*Exercise prompt:*
For every line in the records below that holds "RuleId", make a copy.

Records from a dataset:

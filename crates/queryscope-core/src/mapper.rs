//! Rule-to-suggestion mapping.
//!
//! Turns the rules visited at the cursor into base suggestion-category
//! flags through a static per-language action table, and classifies the
//! cursor's position inside comparison/IN predicates with a small token
//! state machine. Flags are raised with a non-exclusive OR: several rules
//! visited at one position each contribute their categories, reflecting
//! genuine grammar ambiguity rather than a single guess.

use crate::languages;
use crate::lexer::{TokenInfo, TokenType};
use crate::rules::{CandidateSet, RuleAction, RuleId};
use crate::types::{
    AutocompleteResult, ColumnValuePredicate, KeywordSuggestion, Language,
};

/// Derives the base [`AutocompleteResult`] from the candidate set.
///
/// No category flag is set without a corresponding visited rule; keyword
/// candidates from the follow-set become `suggest_keywords`.
#[must_use]
pub fn process_visited_rules(
    candidates: &CandidateSet,
    cursor_token_index: usize,
    tokens: &[TokenInfo],
    language: Language,
) -> AutocompleteResult {
    let mut result = AutocompleteResult::default();
    let action_table = languages::rule_actions(language);

    for (rule, context) in &candidates.rules {
        let Some((_, actions)) = action_table.iter().find(|(id, _)| id == rule) else {
            continue;
        };
        for action in *actions {
            match action {
                RuleAction::Tables => result.suggest_views_or_tables = true,
                RuleAction::Columns => {
                    result.suggest_columns = true;
                    if context.rule_list.contains(&RuleId::AggregateFunction) {
                        result.suggest_fields_in_aggregate_function = true;
                    }
                }
                RuleAction::AggregateFunctions => result.suggest_aggregate_functions = true,
                RuleAction::Predicate => {
                    let stage = predicate_stage(
                        tokens,
                        context.start_token_index,
                        cursor_token_index,
                        language,
                    );
                    if let Some((stage, column)) = stage {
                        result.column_value_predicate = Some(stage);
                        match stage {
                            ColumnValuePredicate::Column => result.suggest_columns = true,
                            ColumnValuePredicate::Value => {
                                result.suggest_values_for_column = column;
                            }
                            _ => {}
                        }
                    }
                }
            }
        }
    }

    for token in &candidates.tokens {
        if let Some(text) = languages::token_text(language, *token) {
            let mut keyword = KeywordSuggestion::new(text);
            keyword.detail =
                languages::token_documentation(language, *token).map(str::to_string);
            result.suggest_keywords.push(keyword);
        }
    }

    result
}

/// Classifies the cursor position within a predicate starting at `start`.
///
/// Walks the meaningful tokens in `[start, cursor_token_index)`:
///
/// - nothing yet ⇒ `Column`
/// - a column reference ⇒ `Operator`
/// - column + comparison ⇒ `Value` (with the resolved column name)
/// - column + `IN` ⇒ `Lparen`, then `Value`/`EndInTerm` through the list
///
/// Returns `None` when the tokens do not look like a predicate at all, or
/// when the predicate is already closed.
pub(crate) fn predicate_stage(
    tokens: &[TokenInfo],
    start: usize,
    cursor_token_index: usize,
    language: Language,
) -> Option<(ColumnValuePredicate, Option<String>)> {
    let ignored = languages::ignored_tokens(language);
    let comparisons = languages::comparison_tokens(language);

    let meaningful: Vec<usize> = (start..cursor_token_index.min(tokens.len()))
        .filter(|&i| !ignored.contains(&tokens[i].token_type))
        .collect();

    if meaningful.is_empty() {
        return Some((ColumnValuePredicate::Column, None));
    }

    // Column reference: identifier (`.` identifier)*
    if !tokens[meaningful[0]].token_type.is_identifier() {
        return None;
    }
    let mut pos = 1;
    while pos < meaningful.len() && tokens[meaningful[pos]].token_type == TokenType::Dot {
        match meaningful.get(pos + 1) {
            Some(&next) if tokens[next].token_type.is_identifier() => pos += 2,
            // Trailing dot: still typing the dotted column.
            None => return Some((ColumnValuePredicate::Column, None)),
            Some(_) => return None,
        }
    }
    let column = column_text(tokens, &meaningful[..pos]);

    if pos == meaningful.len() {
        return Some((ColumnValuePredicate::Operator, None));
    }

    let token_type = tokens[meaningful[pos]].token_type;
    if comparisons.contains(&token_type) {
        pos += 1;
        if pos == meaningful.len() {
            return Some((ColumnValuePredicate::Value, Some(column)));
        }
        // A value is already present; the predicate is closed.
        return None;
    }

    if token_type == TokenType::In {
        pos += 1;
        if pos == meaningful.len() {
            return Some((ColumnValuePredicate::Lparen, None));
        }
        if tokens[meaningful[pos]].token_type != TokenType::LParen {
            return None;
        }
        pos += 1;
        let mut expect_value = true;
        while pos < meaningful.len() {
            let tt = tokens[meaningful[pos]].token_type;
            match tt {
                TokenType::RParen => return None,
                TokenType::Comma => {
                    expect_value = true;
                    pos += 1;
                }
                _ if tt.is_literal() || tt.is_identifier() => {
                    expect_value = false;
                    pos += 1;
                }
                _ => return None,
            }
        }
        return if expect_value {
            Some((ColumnValuePredicate::Value, Some(column)))
        } else {
            Some((ColumnValuePredicate::EndInTerm, None))
        };
    }

    None
}

/// Joins the column-reference tokens into a dotted name, stripping
/// backtick/double-quote delimiters.
fn column_text(tokens: &[TokenInfo], indices: &[usize]) -> String {
    indices
        .iter()
        .filter(|&&i| tokens[i].token_type.is_identifier())
        .map(|&i| strip_quotes(&tokens[i].text).to_string())
        .collect::<Vec<_>>()
        .join(".")
}

fn strip_quotes(text: &str) -> &str {
    for quote in ['`', '"'] {
        if let Some(inner) = text
            .strip_prefix(quote)
            .and_then(|rest| rest.strip_suffix(quote))
        {
            return inner;
        }
    }
    text
}

#[cfg(test)]
mod tests {
    use super::*;
    use crate::cursor::locate;
    use crate::lexer::tokenize;
    use crate::rules::RuleContext;
    use rstest::rstest;

    /// Runs the walker on a query whose predicate starts at the first token,
    /// with the cursor at the end of the input.
    fn stage_for(
        query: &str,
        language: Language,
    ) -> Option<(ColumnValuePredicate, Option<String>)> {
        let (tokens, _) = tokenize(query, language);
        let ctx = locate(&tokens, query.len(), languages::ignored_tokens(language));
        predicate_stage(&tokens, 0, ctx.cursor_token_index, language)
    }

    #[rstest]
    #[case("", ColumnValuePredicate::Column)]
    #[case("field1 ", ColumnValuePredicate::Operator)]
    #[case("field1 = ", ColumnValuePredicate::Value)]
    #[case("field1 IN ", ColumnValuePredicate::Lparen)]
    #[case("field1 IN ( ", ColumnValuePredicate::Value)]
    #[case("field1 IN ('a' ", ColumnValuePredicate::EndInTerm)]
    #[case("field1 IN ('a', ", ColumnValuePredicate::Value)]
    fn test_predicate_stages(
        #[case] query: &str,
        #[case] expected: ColumnValuePredicate,
    ) {
        let (stage, _) = stage_for(query, Language::Sql).expect("stage");
        assert_eq!(stage, expected);
    }

    #[test]
    fn test_value_stage_resolves_column_name() {
        let (_, column) = stage_for("field1 = ", Language::Sql).expect("stage");
        assert_eq!(column.as_deref(), Some("field1"));
    }

    #[test]
    fn test_value_stage_without_spaces() {
        let (stage, column) = stage_for("field1=", Language::Sql).expect("stage");
        assert_eq!(stage, ColumnValuePredicate::Value);
        assert_eq!(column.as_deref(), Some("field1"));
    }

    #[test]
    fn test_value_stage_with_extra_spaces() {
        let (stage, _) = stage_for("  field1   =   ", Language::Sql).expect("stage");
        assert_eq!(stage, ColumnValuePredicate::Value);
    }

    #[test]
    fn test_dotted_column_name() {
        let (_, column) = stage_for("column.name = ", Language::Sql).expect("stage");
        assert_eq!(column.as_deref(), Some("column.name"));
    }

    #[test]
    fn test_backticked_column_name() {
        let (_, column) = stage_for("`column` = ", Language::Sql).expect("stage");
        assert_eq!(column.as_deref(), Some("column"));
    }

    #[test]
    fn test_backticked_column_with_inner_dot() {
        let (_, column) = stage_for("`column.name` = ", Language::Sql).expect("stage");
        assert_eq!(column.as_deref(), Some("column.name"));
    }

    #[test]
    fn test_dotted_backticked_parts() {
        let (_, column) = stage_for("`column`.`name` = ", Language::Sql).expect("stage");
        assert_eq!(column.as_deref(), Some("column.name"));
    }

    #[test]
    fn test_in_list_value_keeps_column() {
        let (stage, column) = stage_for("field1 IN ('a', ", Language::Sql).expect("stage");
        assert_eq!(stage, ColumnValuePredicate::Value);
        assert_eq!(column.as_deref(), Some("field1"));
    }

    #[test]
    fn test_invalid_leading_operator_yields_none() {
        assert_eq!(stage_for("= ", Language::Sql), None);
    }

    #[test]
    fn test_closed_predicate_yields_none() {
        assert_eq!(stage_for("field1 = 'x' ", Language::Sql), None);
        assert_eq!(stage_for("field1 IN ('a') ", Language::Sql), None);
    }

    #[test]
    fn test_dql_colon_acts_as_comparison() {
        let (stage, column) = stage_for("status : ", Language::Dql).expect("stage");
        assert_eq!(stage, ColumnValuePredicate::Value);
        assert_eq!(column.as_deref(), Some("status"));
    }

    #[test]
    fn test_process_visited_rules_sets_flags_independently() {
        let query = "SELECT * FROM ";
        let (tokens, _) = tokenize(query, Language::Sql);
        let mut candidates = CandidateSet::default();
        candidates.rule(RuleId::TableName, RuleContext::starting_at(0));
        candidates.rule(RuleId::AggregateFunction, RuleContext::starting_at(0));
        let result = process_visited_rules(&candidates, tokens.len() - 1, &tokens, Language::Sql);
        assert!(result.suggest_views_or_tables);
        assert!(result.suggest_aggregate_functions);
        assert!(!result.suggest_columns);
    }

    #[test]
    fn test_unmapped_rule_is_ignored() {
        let (tokens, _) = tokenize("x", Language::Sql);
        let mut candidates = CandidateSet::default();
        // SQL's table has no entry for DQL's field-expression rule.
        candidates.rule(RuleId::FieldExpression, RuleContext::starting_at(0));
        let result = process_visited_rules(&candidates, 0, &tokens, Language::Sql);
        assert!(!result.suggest_columns);
    }

    #[test]
    fn test_keyword_candidates_become_suggestions() {
        let (tokens, _) = tokenize("", Language::Ppl);
        let mut candidates = CandidateSet::default();
        candidates.token(TokenType::Where);
        candidates.token(TokenType::LParen);
        let result = process_visited_rules(&candidates, 0, &tokens, Language::Ppl);
        let texts: Vec<&str> = result
            .suggest_keywords
            .iter()
            .map(|k| k.text.as_str())
            .collect();
        assert_eq!(texts, vec!["where", "("]);
        // PPL commands carry documentation.
        assert!(result.suggest_keywords[0].detail.is_some());
        assert!(result.suggest_keywords[1].detail.is_none());
    }

    #[test]
    fn test_column_rule_inside_aggregate_sets_bare_insert_flag() {
        let (tokens, _) = tokenize("avg( ", Language::Ppl);
        let mut candidates = CandidateSet::default();
        candidates.rule(
            RuleId::ColumnName,
            RuleContext::starting_at(0).with_rule_list(vec![RuleId::AggregateFunction]),
        );
        let result = process_visited_rules(&candidates, 0, &tokens, Language::Ppl);
        assert!(result.suggest_columns);
        assert!(result.suggest_fields_in_aggregate_function);
    }
}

*Task response:*
use crate::rules::{CandidateSet, RuleAction, RuleId};
                    if context.rule_list.contains(&RuleId::AggregateFunction) {
        candidates.rule(RuleId::TableName, RuleContext::starting_at(0));
        candidates.rule(RuleId::AggregateFunction, RuleContext::starting_at(0));
        candidates.rule(RuleId::FieldExpression, RuleContext::starting_at(0));
            RuleId::ColumnName,
            RuleContext::starting_at(0).with_rule_list(vec![RuleId::AggregateFunction]),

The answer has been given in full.